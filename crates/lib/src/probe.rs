//! Readiness probing: poll the backend's `/status` endpoint until it answers.

use async_trait::async_trait;
use std::time::Duration;

/// Health endpoint served by the backend.
pub const STATUS_PATH: &str = "/status";

const DEFAULT_MAX_ATTEMPTS: u32 = 60;
const DEFAULT_INTERVAL: Duration = Duration::from_millis(100);
const DEFAULT_REQUEST_TIMEOUT: Duration = Duration::from_secs(1);

/// Readiness of one launch attempt. `Ready` and `Failed` are terminal.
#[derive(Debug, Clone, Copy, PartialEq, Eq)]
pub enum Readiness {
    /// Attempt `attempt` (counting from 1) is about to run.
    Probing { attempt: u32 },
    /// The backend answered on attempt `attempts`.
    Ready { attempts: u32 },
    /// No successful answer in `attempts` tries.
    Failed { attempts: u32 },
}

impl Readiness {
    pub fn is_terminal(self) -> bool {
        !matches!(self, Readiness::Probing { .. })
    }

    pub fn is_ready(self) -> bool {
        matches!(self, Readiness::Ready { .. })
    }

    /// State after one probe attempt returned `ok`, given the attempt budget.
    pub fn after_attempt(self, ok: bool, max_attempts: u32) -> Readiness {
        match self {
            Readiness::Probing { attempt } if ok => Readiness::Ready { attempts: attempt },
            Readiness::Probing { attempt } if attempt >= max_attempts => {
                Readiness::Failed { attempts: attempt }
            }
            Readiness::Probing { attempt } => Readiness::Probing {
                attempt: attempt + 1,
            },
            terminal => terminal,
        }
    }
}

/// Retry budget for one launch. Default: 60 attempts 100 ms apart (about 6 s).
#[derive(Debug, Clone, PartialEq, Eq)]
pub struct ProbePolicy {
    pub max_attempts: u32,
    pub interval: Duration,
    /// Upper bound on a single health request, so a backend that accepts the
    /// connection but never answers still counts as one failed attempt.
    pub request_timeout: Duration,
}

impl Default for ProbePolicy {
    fn default() -> Self {
        Self {
            max_attempts: DEFAULT_MAX_ATTEMPTS,
            interval: DEFAULT_INTERVAL,
            request_timeout: DEFAULT_REQUEST_TIMEOUT,
        }
    }
}

impl ProbePolicy {
    /// Effective attempt budget; at least one attempt is always made.
    pub fn attempts(&self) -> u32 {
        self.max_attempts.max(1)
    }
}

/// One health check against a backend port. `Err` carries a human-readable reason.
#[async_trait]
pub trait HealthCheck: Send + Sync {
    async fn check(&self, port: u16) -> Result<(), String>;
}

/// `GET http://127.0.0.1:<port>/status`; any status below 400 counts as healthy.
#[derive(Clone)]
pub struct HttpHealthCheck {
    client: reqwest::Client,
    request_timeout: Duration,
}

impl HttpHealthCheck {
    pub fn new(request_timeout: Duration) -> Self {
        let client = reqwest::Client::builder()
            .no_proxy()
            .build()
            .unwrap_or_else(|e| {
                log::warn!("health client builder failed ({}), using defaults", e);
                reqwest::Client::new()
            });
        Self {
            client,
            request_timeout,
        }
    }
}

#[async_trait]
impl HealthCheck for HttpHealthCheck {
    async fn check(&self, port: u16) -> Result<(), String> {
        let url = status_url(port);
        let res = self
            .client
            .get(&url)
            .timeout(self.request_timeout)
            .send()
            .await
            .map_err(|e| e.to_string())?;
        let status = res.status();
        if status.is_client_error() || status.is_server_error() {
            return Err(format!("{} returned {}", url, status));
        }
        Ok(())
    }
}

pub fn status_url(port: u16) -> String {
    format!("http://127.0.0.1:{}{}", port, STATUS_PATH)
}

/// Probe `port` over HTTP until ready or the budget in `policy` runs out.
pub async fn probe(port: u16, policy: &ProbePolicy) -> Readiness {
    let check = HttpHealthCheck::new(policy.request_timeout);
    probe_with(&check, port, policy).await
}

/// Probe loop over any [`HealthCheck`]. Failed attempts are quiet except the last one.
pub async fn probe_with(check: &dyn HealthCheck, port: u16, policy: &ProbePolicy) -> Readiness {
    let max_attempts = policy.attempts();
    let mut state = Readiness::Probing { attempt: 1 };
    while let Readiness::Probing { attempt } = state {
        let result = check.check(port).await;
        state = state.after_attempt(result.is_ok(), max_attempts);
        let level = attempt_log_level(state);
        match &result {
            Ok(()) => log::log!(level, "backend on port {} ready after {} attempt(s)", port, attempt),
            Err(e) => log::log!(
                level,
                "backend on port {} not ready (attempt {}/{}): {}",
                port,
                attempt,
                max_attempts,
                e
            ),
        }
        if !state.is_terminal() {
            tokio::time::sleep(policy.interval).await;
        }
    }
    state
}

/// Log level for the attempt that produced `state`. Only the attempt that exhausts the
/// budget is an error.
fn attempt_log_level(state: Readiness) -> log::Level {
    match state {
        Readiness::Ready { .. } => log::Level::Info,
        Readiness::Failed { .. } => log::Level::Error,
        Readiness::Probing { .. } => log::Level::Debug,
    }
}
##############################
(Problem description):
Provide the number of lines in the data above that contain the string "Clone", and nothing else.

(Solved problem):
3